Restate the records in full, so that each line matches the original exactly.

Source data:
[Start of Attachment]
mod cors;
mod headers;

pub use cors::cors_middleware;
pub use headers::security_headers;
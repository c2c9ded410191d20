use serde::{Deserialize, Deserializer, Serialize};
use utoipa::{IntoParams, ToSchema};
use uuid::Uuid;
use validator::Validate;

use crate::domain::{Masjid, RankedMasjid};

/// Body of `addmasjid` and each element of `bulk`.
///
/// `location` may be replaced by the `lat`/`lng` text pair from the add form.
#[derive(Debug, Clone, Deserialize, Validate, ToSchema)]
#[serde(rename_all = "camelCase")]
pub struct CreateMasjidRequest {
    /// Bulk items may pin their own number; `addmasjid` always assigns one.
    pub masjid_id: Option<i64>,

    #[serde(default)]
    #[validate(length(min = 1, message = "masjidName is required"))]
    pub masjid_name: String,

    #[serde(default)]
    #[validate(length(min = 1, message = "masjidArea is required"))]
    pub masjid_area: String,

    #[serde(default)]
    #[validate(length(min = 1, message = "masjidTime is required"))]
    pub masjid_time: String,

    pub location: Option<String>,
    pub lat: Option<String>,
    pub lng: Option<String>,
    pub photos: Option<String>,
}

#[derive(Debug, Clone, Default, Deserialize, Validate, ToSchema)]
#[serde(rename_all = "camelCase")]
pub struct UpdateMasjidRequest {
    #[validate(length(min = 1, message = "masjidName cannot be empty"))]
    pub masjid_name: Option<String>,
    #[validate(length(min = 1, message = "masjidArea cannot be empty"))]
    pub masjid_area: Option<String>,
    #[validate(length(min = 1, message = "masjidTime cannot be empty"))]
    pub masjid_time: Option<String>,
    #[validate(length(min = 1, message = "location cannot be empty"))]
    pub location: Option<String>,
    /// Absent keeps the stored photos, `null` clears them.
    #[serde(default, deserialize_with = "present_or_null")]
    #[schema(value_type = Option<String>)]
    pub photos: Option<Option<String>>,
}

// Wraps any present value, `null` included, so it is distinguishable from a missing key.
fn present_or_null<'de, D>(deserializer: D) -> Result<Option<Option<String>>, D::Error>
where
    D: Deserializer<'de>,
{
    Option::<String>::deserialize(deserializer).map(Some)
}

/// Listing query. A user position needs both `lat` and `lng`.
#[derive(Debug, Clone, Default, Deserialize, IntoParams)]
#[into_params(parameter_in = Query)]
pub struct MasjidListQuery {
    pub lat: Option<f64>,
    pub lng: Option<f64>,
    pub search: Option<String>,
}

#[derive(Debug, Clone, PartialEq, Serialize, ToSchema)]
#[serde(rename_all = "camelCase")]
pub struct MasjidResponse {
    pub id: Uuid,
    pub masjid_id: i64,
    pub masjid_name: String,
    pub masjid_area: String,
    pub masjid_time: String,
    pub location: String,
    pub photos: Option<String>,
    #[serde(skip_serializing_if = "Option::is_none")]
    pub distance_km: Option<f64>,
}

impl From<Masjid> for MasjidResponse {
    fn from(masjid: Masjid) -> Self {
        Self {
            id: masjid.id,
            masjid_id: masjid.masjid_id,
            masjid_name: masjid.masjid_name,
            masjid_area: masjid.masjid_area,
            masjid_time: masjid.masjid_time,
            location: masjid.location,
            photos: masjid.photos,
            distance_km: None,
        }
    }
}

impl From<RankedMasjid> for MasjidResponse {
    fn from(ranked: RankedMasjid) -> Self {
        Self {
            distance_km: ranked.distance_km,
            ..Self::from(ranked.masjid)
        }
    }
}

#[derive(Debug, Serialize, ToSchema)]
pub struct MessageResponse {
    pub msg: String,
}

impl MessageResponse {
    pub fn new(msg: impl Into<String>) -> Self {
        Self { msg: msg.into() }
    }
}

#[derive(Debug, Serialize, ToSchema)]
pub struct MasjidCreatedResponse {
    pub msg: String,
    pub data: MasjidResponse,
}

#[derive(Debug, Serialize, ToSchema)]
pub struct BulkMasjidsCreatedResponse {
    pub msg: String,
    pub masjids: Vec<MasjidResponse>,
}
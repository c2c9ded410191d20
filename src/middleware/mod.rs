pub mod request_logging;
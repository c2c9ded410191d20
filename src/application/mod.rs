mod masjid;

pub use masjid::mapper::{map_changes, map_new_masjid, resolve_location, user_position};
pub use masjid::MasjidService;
[End of Attachment]
▶ **Result of this exercise**:
mod cors;
mod headers;

pub use cors::cors_middleware;
pub use headers::security_headers;
repository c2c9ded410191d20
use serde::{Deserialize, Deserializer, Serialize};
use utoipa::{IntoParams, ToSchema};
use uuid::Uuid;
use validator::Validate;

use crate::domain::{Masjid, RankedMasjid};

/// Body of `addmasjid` and each element of `bulk`.
///
/// `location` may be replaced by the `lat`/`lng` text pair from the add form.
#[derive(Debug, Clone, Deserialize, Validate, ToSchema)]
#[serde(rename_all = "camelCase")]
pub struct CreateMasjidRequest {
    /// Bulk items may pin their own number; `addmasjid` always assigns one.
    pub masjid_id: Option<i64>,

    #[serde(default)]
    #[validate(length(min = 1, message = "masjidName is required"))]
    pub masjid_name: String,

    #[serde(default)]
    #[validate(length(min = 1, message = "masjidArea is required"))]
    pub masjid_area: String,

    #[serde(default)]
    #[validate(length(min = 1, message = "masjidTime is required"))]
    pub masjid_time: String,

    pub location: Option<String>,
    pub lat: Option<String>,
    pub lng: Option<String>,
    pub photos: Option<String>,
}

#[derive(Debug, Clone, Default, Deserialize, Validate, ToSchema)]
#[serde(rename_all = "camelCase")]
pub struct UpdateMasjidRequest {
    #[validate(length(min = 1, message = "masjidName cannot be empty"))]
    pub masjid_name: Option<String>,
    #[validate(length(min = 1, message = "masjidArea cannot be empty"))]
    pub masjid_area: Option<String>,
    #[validate(length(min = 1, message = "masjidTime cannot be empty"))]
    pub masjid_time: Option<String>,
    #[validate(length(min = 1, message = "location cannot be empty"))]
    pub location: Option<String>,
    /// Absent keeps the stored photos, `null` clears them.
    #[serde(default, deserialize_with = "present_or_null")]
    #[schema(value_type = Option<String>)]
    pub photos: Option<Option<String>>,
}

// Wraps any present value, `null` included, so it is distinguishable from a missing key.
fn present_or_null<'de, D>(deserializer: D) -> Result<Option<Option<String>>, D::Error>
where
    D: Deserializer<'de>,
{
    Option::<String>::deserialize(deserializer).map(Some)
}

/// Listing query. A user position needs both `lat` and `lng`.
#[derive(Debug, Clone, Default, Deserialize, IntoParams)]
#[into_params(parameter_in = Query)]
pub struct MasjidListQuery {
    pub lat: Option<f64>,
    pub lng: Option<f64>,
    pub search: Option<String>,
}

#[derive(Debug, Clone, PartialEq, Serialize, ToSchema)]
#[serde(rename_all = "camelCase")]
pub struct MasjidResponse {
    pub id: Uuid,
    pub masjid_id: i64,
    pub masjid_name: String,
    pub masjid_area: String,
    pub masjid_time: String,
    pub location: String,
    pub photos: Option<String>,
    #[serde(skip_serializing_if = "Option::is_none")]
    pub distance_km: Option<f64>,
}

impl From<Masjid> for MasjidResponse {
    fn from(masjid: Masjid) -> Self {
        Self {
            id: masjid.id,
            masjid_id: masjid.masjid_id,
            masjid_name: masjid.masjid_name,
            masjid_area: masjid.masjid_area,
            masjid_time: masjid.masjid_time,
            location: masjid.location,
            photos: masjid.photos,
            distance_km: None,
        }
    }
}

impl From<RankedMasjid> for MasjidResponse {
    fn from(ranked: RankedMasjid) -> Self {
        Self {
            distance_km: ranked.distance_km,
            ..Self::from(ranked.masjid)
        }
    }
}

#[derive(Debug, Serialize, ToSchema)]
pub struct MessageResponse {
    pub msg: String,
}

impl MessageResponse {
    pub fn new(msg: impl Into<String>) -> Self {
        Self { msg: msg.into() }
    }
}

#[derive(Debug, Serialize, ToSchema)]
pub struct MasjidCreatedResponse {
    pub msg: String,
    pub data: MasjidResponse,
}

#[derive(Debug, Serialize, ToSchema)]
pub struct BulkMasjidsCreatedResponse {
    pub msg: String,
    pub masjids: Vec<MasjidResponse>,
}
repository c2c9ded410191d20
filename src/middleware/mod.rs
pub mod request_logging;
repository c2c9ded410191d20
filename src/application/mod.rs
mod masjid;

pub use masjid::mapper::{map_changes, map_new_masjid, resolve_location, user_position};
pub use masjid::MasjidService;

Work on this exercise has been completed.